What is needed
Below are entries; copy exactly the lines from the one with "use crate::platform::NamespacePlatform;" through the one with "let label = runtime.installation_mutex_name().to_string();", both included, and leave out the rest.

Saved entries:
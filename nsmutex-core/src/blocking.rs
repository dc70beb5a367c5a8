//! Cancellable acquisition for async callers.
//!
//! Acquisition blocks a thread with no timeout. These wrappers run it on
//! Tokio's blocking pool and race it against a [`CancellationToken`]. A
//! cancelled caller gets [`NamespaceError::Cancelled`] right away; the
//! worker keeps waiting, and if ownership is granted later the guard is
//! released in the background, so cancellation never leaks a held mutex.

use crate::error::{NamespaceError, Result};
use crate::platform::NamespacePlatform;
use crate::runtime::{NamedMutexGuard, NamespaceRuntime};
use std::sync::Arc;
use tokio_util::sync::CancellationToken;
use tracing::{debug, info};

/// Acquire the mutex guarding `pool` without blocking the async executor.
pub async fn take_pool_mutex_cancellable<P: NamespacePlatform>(
    runtime: Arc<NamespaceRuntime<P>>,
    pool: impl Into<String>,
    cancel: CancellationToken,
) -> Result<NamedMutexGuard<P>> {
    let pool = pool.into();
    let label = pool.clone();
    run_cancellable(label, cancel, move || runtime.take_pool_mutex(&pool)).await
}

/// Acquire the installation mutex without blocking the async executor.
pub async fn take_installation_mutex_cancellable<P: NamespacePlatform>(
    runtime: Arc<NamespaceRuntime<P>>,
    cancel: CancellationToken,
) -> Result<NamedMutexGuard<P>> {
    let label = runtime.installation_mutex_name().to_string();
    run_cancellable(label, cancel, move || runtime.take_installation_mutex()).await
}

async fn run_cancellable<P, F>(
    label: String,
    cancel: CancellationToken,
    acquire: F,
) -> Result<NamedMutexGuard<P>>
where
    P: NamespacePlatform,
    F: FnOnce() -> Result<NamedMutexGuard<P>> + Send + 'static,
{
    let mut worker = tokio::task::spawn_blocking(acquire);

    tokio::select! {
        biased;

        joined = &mut worker => {
            joined.map_err(|e| NamespaceError::Worker(e.to_string()))?
        }
        () = cancel.cancelled() => {
            info!(mutex = %label, "Acquisition cancelled");
            tokio::spawn(async move {
                if let Ok(Ok(guard)) = worker.await {
                    debug!(mutex = %guard.name(), "Releasing mutex granted after cancellation");
                    guard.release();
                }
            });
            Err(NamespaceError::Cancelled { name: label })
        }
    }
}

Response below
use crate::platform::NamespacePlatform;
use crate::runtime::{NamedMutexGuard, NamespaceRuntime};
use std::sync::Arc;
use tokio_util::sync::CancellationToken;
use tracing::{debug, info};

/// Acquire the mutex guarding `pool` without blocking the async executor.
pub async fn take_pool_mutex_cancellable<P: NamespacePlatform>(
    runtime: Arc<NamespaceRuntime<P>>,
    pool: impl Into<String>,
    cancel: CancellationToken,
) -> Result<NamedMutexGuard<P>> {
    let pool = pool.into();
    let label = pool.clone();
    run_cancellable(label, cancel, move || runtime.take_pool_mutex(&pool)).await
}

/// Acquire the installation mutex without blocking the async executor.
pub async fn take_installation_mutex_cancellable<P: NamespacePlatform>(
    runtime: Arc<NamespaceRuntime<P>>,
    cancel: CancellationToken,
) -> Result<NamedMutexGuard<P>> {
    let label = runtime.installation_mutex_name().to_string();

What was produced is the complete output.